Study Design: Retrospective review of prospective database

Objectives: To define the variability of neurologic examination and recovery after non-penetrating complete thoracic spinal cord injuries (ASIA A).

Background Data: Neurologic examinations after SCI can be difficult and inconsistent. Unlike cervical SCI patients, alterations in thoracic (below T1) complete SCI (ASIA A – based on the ASIA Impairment Scale [AIS]) patients’ exams are based only on sensory testing, thus changes in the neurological level (NL) are determined only by sensory changes.

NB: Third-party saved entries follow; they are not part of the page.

//! # Session Registry
//!
//! The process-wide map from session id to live [`Session`].
//!
//! ## Locking:
//! The map lock is a plain `std::sync::RwLock` held only for the map
//! operation itself, never across an `.await`. All per-session work
//! (writes, finalize, playback) happens on the `Arc<Session>` after the
//! lock has been released, so one slow finalize never blocks other
//! connections from being created or looked up.

use super::{Session, SessionError, TeardownOutcome, TeardownTrigger};
use futures_util::future::join_all;
use std::collections::HashMap;
use std::sync::atomic::{AtomicUsize, Ordering};
use std::sync::{Arc, PoisonError, RwLock};
use tracing::{debug, info};

pub struct SessionRegistry {
    sessions: RwLock<HashMap<String, Arc<Session>>>,
    max_sessions: AtomicUsize,
}

impl SessionRegistry {
    pub fn new(max_sessions: usize) -> Self {
        Self {
            sessions: RwLock::new(HashMap::new()),
            max_sessions: AtomicUsize::new(max_sessions),
        }
    }

    /// Return the session for `id`, creating it with `create` if absent.
    ///
    /// Creation is refused with [`SessionError::LimitReached`] once the
    /// registry holds `max_sessions` sessions. Looking up an existing id
    /// is never refused.
    pub fn get_or_create<F>(&self, id: &str, create: F) -> Result<Arc<Session>, SessionError>
    where
        F: FnOnce() -> Session,
    {
        let mut sessions = self.sessions.write().unwrap_or_else(PoisonError::into_inner);
        if let Some(existing) = sessions.get(id) {
            return Ok(existing.clone());
        }

        let max = self.max_sessions.load(Ordering::Relaxed);
        if sessions.len() >= max {
            return Err(SessionError::LimitReached(max));
        }

        let session = Arc::new(create());
        sessions.insert(id.to_string(), session.clone());
        debug!(session_id = %id, active = sessions.len(), "Session registered");
        Ok(session)
    }

    pub fn get(&self, id: &str) -> Option<Arc<Session>> {
        self.sessions
            .read()
            .unwrap_or_else(PoisonError::into_inner)
            .get(id)
            .cloned()
    }

    pub fn remove(&self, id: &str) -> Option<Arc<Session>> {
        self.sessions
            .write()
            .unwrap_or_else(PoisonError::into_inner)
            .remove(id)
    }

    pub fn len(&self) -> usize {
        self.sessions.read().unwrap_or_else(PoisonError::into_inner).len()
    }

    pub fn is_empty(&self) -> bool {
        self.len() == 0
    }

    pub fn ids(&self) -> Vec<String> {
        let mut ids: Vec<String> = self
            .sessions
            .read()
            .unwrap_or_else(PoisonError::into_inner)
            .keys()
            .cloned()
            .collect();
        ids.sort();
        ids
    }

    pub fn max_sessions(&self) -> usize {
        self.max_sessions.load(Ordering::Relaxed)
    }

    /// Takes effect for the next creation; live sessions are untouched.
    pub fn set_max_sessions(&self, max: usize) {
        self.max_sessions.store(max, Ordering::Relaxed);
    }

    /// Tear down the session `id` and drop it from the registry once CLOSED.
    ///
    /// Returns `None` when no such session is registered, which is also what
    /// a late trigger sees after the winning teardown removed the session.
    pub async fn teardown(&self, id: &str, trigger: TeardownTrigger) -> Option<TeardownOutcome> {
        let session = self.get(id)?;
        let outcome = session.teardown(trigger).await;

        if let TeardownOutcome::Closed(_) = &outcome {
            self.remove(id);
        }
        Some(outcome)
    }

    /// Tear down every registered session concurrently.
    ///
    /// Sessions already FINALIZING under another trigger are waited on until
    /// they reach CLOSED, so nothing is left half-written when this returns.
    /// The count covers only the sessions this call closed itself.
    pub async fn teardown_all(&self, trigger: TeardownTrigger) -> usize {
        let ids = self.ids();
        if ids.is_empty() {
            return 0;
        }
        info!(count = ids.len(), %trigger, "Tearing down all sessions");

        let closed = join_all(ids.iter().map(|id| self.teardown_or_wait(id, trigger))).await;
        closed.into_iter().filter(|closed| *closed).count()
    }

    async fn teardown_or_wait(&self, id: &str, trigger: TeardownTrigger) -> bool {
        let Some(session) = self.get(id) else {
            return false;
        };

        let closed_here = match session.teardown(trigger).await {
            TeardownOutcome::Closed(_) => true,
            TeardownOutcome::Absorbed => {
                debug!(session_id = %id, "Waiting for in-flight teardown");
                session.wait_closed().await;
                false
            }
        };
        self.remove(id);
        closed_here
    }
}

#[cfg(test)]
mod tests {
    use super::*;
    use crate::codec::mock::MockCodecBridge;
    use crate::protocol::MediaSourceType;
    use crate::session::tests::test_settings;
    use crate::session::SessionStage;
    use std::path::Path;
    use std::time::Duration;
    use tokio::sync::mpsc;

    fn make_session(root: &Path, id: &str, bridge: Arc<MockCodecBridge>) -> Session {
        let (tx, _rx) = mpsc::unbounded_channel();
        Session::new(id.to_string(), test_settings(root), bridge, tx)
    }

    #[tokio::test]
    async fn test_get_or_create_reuses_existing() {
        let dir = tempfile::tempdir().unwrap();
        let bridge = Arc::new(MockCodecBridge::new());
        let registry = SessionRegistry::new(4);

        let first = registry
            .get_or_create("a", || make_session(dir.path(), "a", bridge.clone()))
            .unwrap();
        let second = registry
            .get_or_create("a", || panic!("must not create twice"))
            .unwrap();

        assert!(Arc::ptr_eq(&first, &second));
        assert_eq!(registry.len(), 1);
    }

    #[tokio::test]
    async fn test_limit_refuses_new_sessions_only() {
        let dir = tempfile::tempdir().unwrap();
        let bridge = Arc::new(MockCodecBridge::new());
        let registry = SessionRegistry::new(1);

        registry
            .get_or_create("a", || make_session(dir.path(), "a", bridge.clone()))
            .unwrap();
        let refused = registry.get_or_create("b", || make_session(dir.path(), "b", bridge.clone()));
        assert!(matches!(refused, Err(SessionError::LimitReached(1))));
        assert!(registry.get_or_create("a", || unreachable!()).is_ok());

        registry.set_max_sessions(2);
        assert!(registry
            .get_or_create("b", || make_session(dir.path(), "b", bridge.clone()))
            .is_ok());
        assert_eq!(registry.ids(), vec!["a", "b"]);
    }

    #[tokio::test]
    async fn test_teardown_removes_closed_session() {
        let dir = tempfile::tempdir().unwrap();
        let bridge = Arc::new(MockCodecBridge::new());
        let registry = SessionRegistry::new(4);

        let session = registry
            .get_or_create("a", || make_session(dir.path(), "a", bridge.clone()))
            .unwrap();
        session.write_chunk(MediaSourceType::Audio, &[1, 2]).await.unwrap();

        let outcome = registry.teardown("a", TeardownTrigger::CloseEvent).await;
        assert!(matches!(outcome, Some(TeardownOutcome::Closed(_))));
        assert!(registry.get("a").is_none());
        assert_eq!(session.stage(), SessionStage::Closed);

        assert!(registry.teardown("a", TeardownTrigger::TransportClosed).await.is_none());
    }

    #[tokio::test]
    async fn test_teardown_all_closes_every_session() {
        let dir = tempfile::tempdir().unwrap();
        let bridge = Arc::new(MockCodecBridge::new());
        let registry = SessionRegistry::new(8);

        for id in ["a", "b", "c"] {
            let session = registry
                .get_or_create(id, || make_session(dir.path(), id, bridge.clone()))
                .unwrap();
            session.write_chunk(MediaSourceType::Video, b"frame").await.unwrap();
        }

        let closed = registry.teardown_all(TeardownTrigger::ServerShutdown).await;
        assert_eq!(closed, 3);
        assert!(registry.is_empty());
        assert_eq!(bridge.encodes().len(), 3);
    }

    #[tokio::test]
    async fn test_teardown_all_waits_for_inflight_finalize() {
        let dir = tempfile::tempdir().unwrap();
        let bridge = Arc::new(MockCodecBridge::new().with_encode_delay(Duration::from_millis(200)));
        let registry = Arc::new(SessionRegistry::new(8));

        let session = registry
            .get_or_create("slow", || make_session(dir.path(), "slow", bridge.clone()))
            .unwrap();
        session.write_chunk(MediaSourceType::Video, b"frame").await.unwrap();

        let first = tokio::spawn({
            let registry = registry.clone();
            async move { registry.teardown("slow", TeardownTrigger::TransportClosed).await }
        });
        while session.stage() != SessionStage::Finalizing {
            tokio::time::sleep(Duration::from_millis(5)).await;
        }

        let closed = registry.teardown_all(TeardownTrigger::ServerShutdown).await;
        assert_eq!(closed, 0);
        assert_eq!(session.stage(), SessionStage::Closed);
        assert!(registry.is_empty());
        assert_eq!(bridge.encodes().len(), 1);

        assert!(matches!(first.await.unwrap(), Some(TeardownOutcome::Closed(_))));
    }
}
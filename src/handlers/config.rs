//! Runtime configuration endpoints.
//!
//! `PUT /api/v1/config` accepts a partial JSON document; see
//! [`AppConfig::update_from_json`](crate::config::AppConfig::update_from_json)
//! for which keys are honoured. Sessions already open keep the settings they
//! were created with.

use crate::error::{AppError, AppResult};
use crate::state::AppState;
use actix_web::{web, HttpResponse};
use serde_json::json;
use tracing::info;

/// `GET /api/v1/config`
pub async fn get_config(state: web::Data<AppState>) -> AppResult<HttpResponse> {
    let config = state.get_config();

    Ok(HttpResponse::Ok().json(json!({
        "timestamp": chrono::Utc::now().to_rfc3339(),
        "config": config
    })))
}

/// `PUT /api/v1/config`
pub async fn update_config(
    state: web::Data<AppState>,
    body: web::Json<serde_json::Value>,
) -> AppResult<HttpResponse> {
    let json_str = serde_json::to_string(&body.into_inner())?;

    let mut updated = state.get_config();
    updated
        .update_from_json(&json_str)
        .map_err(|e| AppError::ValidationError(e.to_string()))?;

    state
        .update_config(updated.clone())
        .map_err(AppError::ValidationError)?;

    info!(
        frame_rate = updated.codec.frame_rate,
        crf = updated.codec.crf,
        max_sessions = updated.performance.max_concurrent_sessions,
        "Configuration updated"
    );

    Ok(HttpResponse::Ok().json(json!({
        "status": "success",
        "message": "Configuration updated successfully",
        "timestamp": chrono::Utc::now().to_rfc3339(),
        "updated_config": updated
    })))
}

#[cfg(test)]
mod tests {
    use super::*;
    use crate::codec::mock::MockCodecBridge;
    use crate::config::AppConfig;
    use actix_web::{http::StatusCode, test, App};
    use std::sync::Arc;

    #[actix_web::test]
    async fn test_partial_update_applies_and_moves_session_limit() {
        let state = AppState::new(AppConfig::default(), Arc::new(MockCodecBridge::new()));
        let app = test::init_service(
            App::new()
                .app_data(web::Data::new(state.clone()))
                .route("/config", web::get().to(get_config))
                .route("/config", web::put().to(update_config)),
        )
        .await;

        let req = test::TestRequest::put()
            .uri("/config")
            .set_json(json!({"codec": {"crf": 28}, "performance": {"max_concurrent_sessions": 5}}))
            .to_request();
        let resp = test::call_service(&app, req).await;
        assert_eq!(resp.status(), StatusCode::OK);

        assert_eq!(state.get_config().codec.crf, 28);
        assert_eq!(state.registry.max_sessions(), 5);

        let body: serde_json::Value =
            test::call_and_read_body_json(&app, test::TestRequest::get().uri("/config").to_request()).await;
        assert_eq!(body["config"]["codec"]["crf"], 28);
        assert_eq!(body["config"]["codec"]["frame_rate"], 15);
    }

    #[actix_web::test]
    async fn test_invalid_update_is_rejected() {
        let state = AppState::new(AppConfig::default(), Arc::new(MockCodecBridge::new()));
        let app = test::init_service(
            App::new()
                .app_data(web::Data::new(state.clone()))
                .route("/config", web::put().to(update_config)),
        )
        .await;

        let req = test::TestRequest::put()
            .uri("/config")
            .set_json(json!({"codec": {"crf": 99}}))
            .to_request();
        let resp = test::call_service(&app, req).await;
        assert_eq!(resp.status(), StatusCode::BAD_REQUEST);
        assert_eq!(state.get_config().codec.crf, 23);
    }
}
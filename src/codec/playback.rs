//! Playback pump: forwards decoder output to a client as it arrives.

use super::DecodeStream;
use crate::protocol::ServerEvent;
use tokio::sync::{mpsc, oneshot};
use tokio::task::JoinHandle;
use tracing::{debug, info};

/// A running decode pipeline owned by a session.
///
/// The pump task owns the decoder; the session only keeps this handle so it
/// can terminate the process if the connection goes away first. Dropping the
/// handle without calling [`terminate`](Self::terminate) detaches the
/// pipeline: it keeps streaming until the decoder exits or the client
/// receiver is gone.
pub struct PlaybackPipeline {
    kill_tx: Option<oneshot::Sender<()>>,
    task: JoinHandle<()>,
}

impl PlaybackPipeline {
    /// Start pumping `stream` into `outbound` as `AUDIO_STREAM_PAYLOAD` events.
    pub fn spawn(
        session_id: String,
        mut stream: Box<dyn DecodeStream>,
        outbound: mpsc::UnboundedSender<ServerEvent>,
    ) -> Self {
        let (kill_tx, mut kill_rx) = oneshot::channel::<()>();

        let task = tokio::spawn(async move {
            let mut chunks = 0u64;
            let mut bytes = 0u64;
            let mut detached = false;
            loop {
                tokio::select! {
                    biased;
                    kill = &mut kill_rx, if !detached => match kill {
                        Ok(()) => {
                            stream.kill().await;
                            info!(session_id = %session_id, chunks, bytes, "Playback terminated");
                            return;
                        }
                        // Handle dropped without terminate: run to natural exit
                        Err(_) => detached = true,
                    },
                    chunk = stream.next_chunk() => match chunk {
                        Some(chunk) => {
                            chunks += 1;
                            bytes += chunk.len() as u64;
                            if outbound.send(ServerEvent::audio_payload(&chunk)).is_err() {
                                // Client is gone; nobody left to play to
                                stream.kill().await;
                                debug!(session_id = %session_id, "Playback receiver dropped");
                                return;
                            }
                        }
                        None => {
                            info!(session_id = %session_id, chunks, bytes, "Playback finished");
                            return;
                        }
                    },
                }
            }
        });

        Self {
            kill_tx: Some(kill_tx),
            task,
        }
    }

    /// Whether the decoder has already stopped on its own.
    pub fn is_finished(&self) -> bool {
        self.task.is_finished()
    }

    /// Forcefully stop the decoder (if still running) and wait for the pump to exit.
    pub async fn terminate(mut self) {
        if let Some(kill_tx) = self.kill_tx.take() {
            // Err only means the pump already returned
            let _ = kill_tx.send(());
        }
        if let Err(err) = (&mut self.task).await {
            debug!("Playback pump ended abnormally: {}", err);
        }
    }
}

#[cfg(test)]
mod tests {
    use super::*;
    use crate::codec::mock::MockDecodeStream;
    use base64::Engine;
    use std::sync::atomic::Ordering;

    fn decode_payload(event: ServerEvent) -> Vec<u8> {
        match event {
            ServerEvent::AudioStreamPayload { audio_chunk } => base64::engine::general_purpose::STANDARD
                .decode(audio_chunk)
                .unwrap(),
        }
    }

    #[tokio::test]
    async fn test_forwards_every_chunk_then_stops() {
        let (tx, mut rx) = mpsc::unbounded_channel();
        let stream = MockDecodeStream::new(vec![vec![1, 2], vec![3], vec![4, 5, 6]], false);
        let killed = stream.killed_flag();

        let pipeline = PlaybackPipeline::spawn("s1".to_string(), Box::new(stream), tx);

        let mut received = Vec::new();
        while let Some(event) = rx.recv().await {
            received.push(decode_payload(event));
        }
        assert_eq!(received, vec![vec![1, 2], vec![3], vec![4, 5, 6]]);
        assert!(pipeline.is_finished());
        assert!(!killed.load(Ordering::SeqCst));
    }

    #[tokio::test]
    async fn test_terminate_kills_running_decoder() {
        let (tx, mut rx) = mpsc::unbounded_channel();
        let stream = MockDecodeStream::new(vec![vec![9; 8]], true);
        let killed = stream.killed_flag();

        let pipeline = PlaybackPipeline::spawn("s2".to_string(), Box::new(stream), tx);
        // First chunk arrives, then the decoder hangs
        let first = rx.recv().await.unwrap();
        assert_eq!(decode_payload(first), vec![9; 8]);
        assert!(!pipeline.is_finished());

        pipeline.terminate().await;
        assert!(killed.load(Ordering::SeqCst));
        // Pump dropped its sender: no more payloads
        assert!(rx.recv().await.is_none());
    }

    #[tokio::test]
    async fn test_dropped_handle_detaches_pipeline() {
        let (tx, mut rx) = mpsc::unbounded_channel();
        let stream = MockDecodeStream::new(vec![vec![1], vec![2], vec![3]], false);
        let killed = stream.killed_flag();

        drop(PlaybackPipeline::spawn("s4".to_string(), Box::new(stream), tx));

        let mut count = 0;
        while rx.recv().await.is_some() {
            count += 1;
        }
        assert_eq!(count, 3);
        assert!(!killed.load(Ordering::SeqCst));
    }

    #[tokio::test]
    async fn test_terminate_after_natural_exit_is_harmless() {
        let (tx, mut rx) = mpsc::unbounded_channel();
        let stream = MockDecodeStream::new(vec![vec![1]], false);
        let killed = stream.killed_flag();

        let pipeline = PlaybackPipeline::spawn("s3".to_string(), Box::new(stream), tx);
        assert!(rx.recv().await.is_some());
        assert!(rx.recv().await.is_none());

        pipeline.terminate().await;
        assert!(!killed.load(Ordering::SeqCst));
    }
}
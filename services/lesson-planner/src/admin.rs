//! Allow-list management
//!
//! Endpoints (admin emails only):
//! - GET    /admin/users       authorized emails, newest first
//! - POST   /admin/users       authorize an email
//! - DELETE /admin/users/{id}  revoke an entry

use axum::Json;
use axum::extract::{Path, State};
use axum::http::{HeaderMap, StatusCode};
use axum::response::IntoResponse;
use serde::Deserialize;
use tracing::info;

use crate::AppState;
use crate::api::{User, authorize, normalize_email};
use crate::error::ApiError;

async fn require_admin(state: &AppState, headers: &HeaderMap) -> Result<User, ApiError> {
    let user = authorize(state, headers).await?;
    if !user.admin {
        return Err(ApiError::forbidden("admin access required"));
    }
    Ok(user)
}

/// GET /admin/users
pub async fn list_users(
    State(state): State<AppState>,
    headers: HeaderMap,
) -> Result<impl IntoResponse, ApiError> {
    require_admin(&state, &headers).await?;
    let users = state.backend.list_users().await?;
    Ok(Json(serde_json::json!({ "users": users })))
}

#[derive(Debug, Deserialize)]
pub struct AddUserRequest {
    #[serde(default)]
    pub email: String,
}

/// POST /admin/users
pub async fn add_user(
    State(state): State<AppState>,
    headers: HeaderMap,
    Json(body): Json<AddUserRequest>,
) -> Result<impl IntoResponse, ApiError> {
    let admin = require_admin(&state, &headers).await?;
    let email = normalize_email(&body.email);
    if !email.contains('@') {
        return Err(ApiError::bad_request("a valid email is required"));
    }

    state.backend.add_user(&email).await?;
    info!(email = %email, by = %admin.email, "email authorized");
    Ok((
        StatusCode::CREATED,
        Json(serde_json::json!({ "email": email })),
    ))
}

/// DELETE /admin/users/{id}
pub async fn delete_user(
    State(state): State<AppState>,
    headers: HeaderMap,
    Path(id): Path<i64>,
) -> Result<impl IntoResponse, ApiError> {
    let admin = require_admin(&state, &headers).await?;
    state.backend.delete_user(id).await?;
    info!(id, by = %admin.email, "authorization revoked");
    Ok(StatusCode::NO_CONTENT)
}
//! Key rotation and retry around a generation provider
//!
//! `GenerationController` sits between the application and a
//! `GenerationProvider`. It keeps one key from a `CredentialPool`, reuses it
//! across calls while it works, and when the provider rejects it for quota or
//! authentication reasons reports it exhausted and retries with a fresh key,
//! up to a bounded number of attempts.

pub mod controller;
pub mod error;

pub use controller::{DEFAULT_MAX_ATTEMPTS, GenerationController, GenerationRequest};
pub use error::{GenerateError, Result};
//! Generation provider abstraction
//!
//! Defines the `GenerationProvider` trait that decouples the rotation
//! controller from the concrete content backend. A provider receives one API
//! key and one prompt and answers with text or a `ProviderError`. The error
//! carries whatever structure the backend exposed (HTTP status, status code,
//! reason) so `classify` can decide whether rotating to another key could help.

pub mod classify;
pub mod gemini;

pub use classify::{RotationClass, classify};
pub use gemini::GeminiProvider;

use std::future::Future;
use std::pin::Pin;
use std::time::Duration;

/// Errors from a single provider call.
#[derive(Debug, thiserror::Error)]
pub enum ProviderError {
    /// The provider answered with a non-2xx response.
    #[error("upstream returned {status}: {message}")]
    Upstream {
        status: u16,
        /// Canonical status string from the error body, e.g. `RESOURCE_EXHAUSTED`
        code: Option<String>,
        /// Machine-readable reason from the error details, e.g. `API_KEY_INVALID`
        reason: Option<String>,
        message: String,
    },

    /// Connection, DNS or TLS failure before a response arrived.
    #[error("transport error: {0}")]
    Transport(String),

    /// The per-attempt deadline expired.
    #[error("request timed out after {}ms", .0.as_millis())]
    Timeout(Duration),

    /// A 2xx response whose body could not be understood.
    #[error("invalid response: {0}")]
    InvalidResponse(String),

    /// Failure with no structured information, only a message.
    #[error("{0}")]
    Other(String),
}

impl ProviderError {
    /// Short label for logs and metrics.
    pub fn kind(&self) -> &'static str {
        match self {
            ProviderError::Upstream { .. } => "upstream",
            ProviderError::Transport(_) => "transport",
            ProviderError::Timeout(_) => "timeout",
            ProviderError::InvalidResponse(_) => "invalid_response",
            ProviderError::Other(_) => "other",
        }
    }

    /// Classify this error for key rotation.
    pub fn rotation_class(&self) -> RotationClass {
        classify(self)
    }
}

/// Result alias for provider operations.
pub type Result<T> = std::result::Result<T, ProviderError>;

/// A content backend that turns a prompt into text using one API key.
///
/// Uses `Pin<Box<dyn Future>>` return types for dyn-compatibility
/// (`Arc<dyn GenerationProvider>`).
pub trait GenerationProvider: Send + Sync {
    /// Identifier for logging (e.g. "gemini")
    fn id(&self) -> &str;

    /// Issue one generation request authenticated with `api_key`.
    ///
    /// A successful response with no text yields `Ok(String::new())`.
    fn generate<'a>(
        &'a self,
        api_key: &'a str,
        prompt: &'a str,
    ) -> Pin<Box<dyn Future<Output = Result<String>> + Send + 'a>>;
}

Methods: A retrospective review of the placebo control patients in a multicenter prospective database utilized for the pharmacologic trial of Sygen. Patients were included if they had a complete thoracic SCI on initial evaluation, with completed ASIA examinations at follow-up weeks 4, 8, 16, 26 and 52. Specifically, pin prick (PP) and light touch (LT) were assessed and the absolute change was calculated as the number of spinal levels at a given observation time. Results 3165 patients were initially screened for the Sygen clinical trial, of which 57 were the control placebo patients used in this analysis. Alterations from the baseline exam (PP and LT) were fairly consistent and the median change/recovery in neurologic examination was one spinal level. Across all observations post-baseline, the average change for PP was 1.48 +/- 0.13 (mean +/- SE), and for LT, 1.40 +/-0.13. There were equal proportions of directional changes (none, improved, lost).

Conclusions: Changes in a thoracic complete (ASIA A) SCI patient ASIA examination as measured through sensory modalities (PP/LT) are fairly uncommon. The overall examination had only 1-2 level variability across patients, indicating minimal change in the sensory exam over the follow-up period. Stability in the ASIA examination as measured through sensory modalities has thus been demonstrated over time, making it an excellent tool to monitor changes in neurologic function.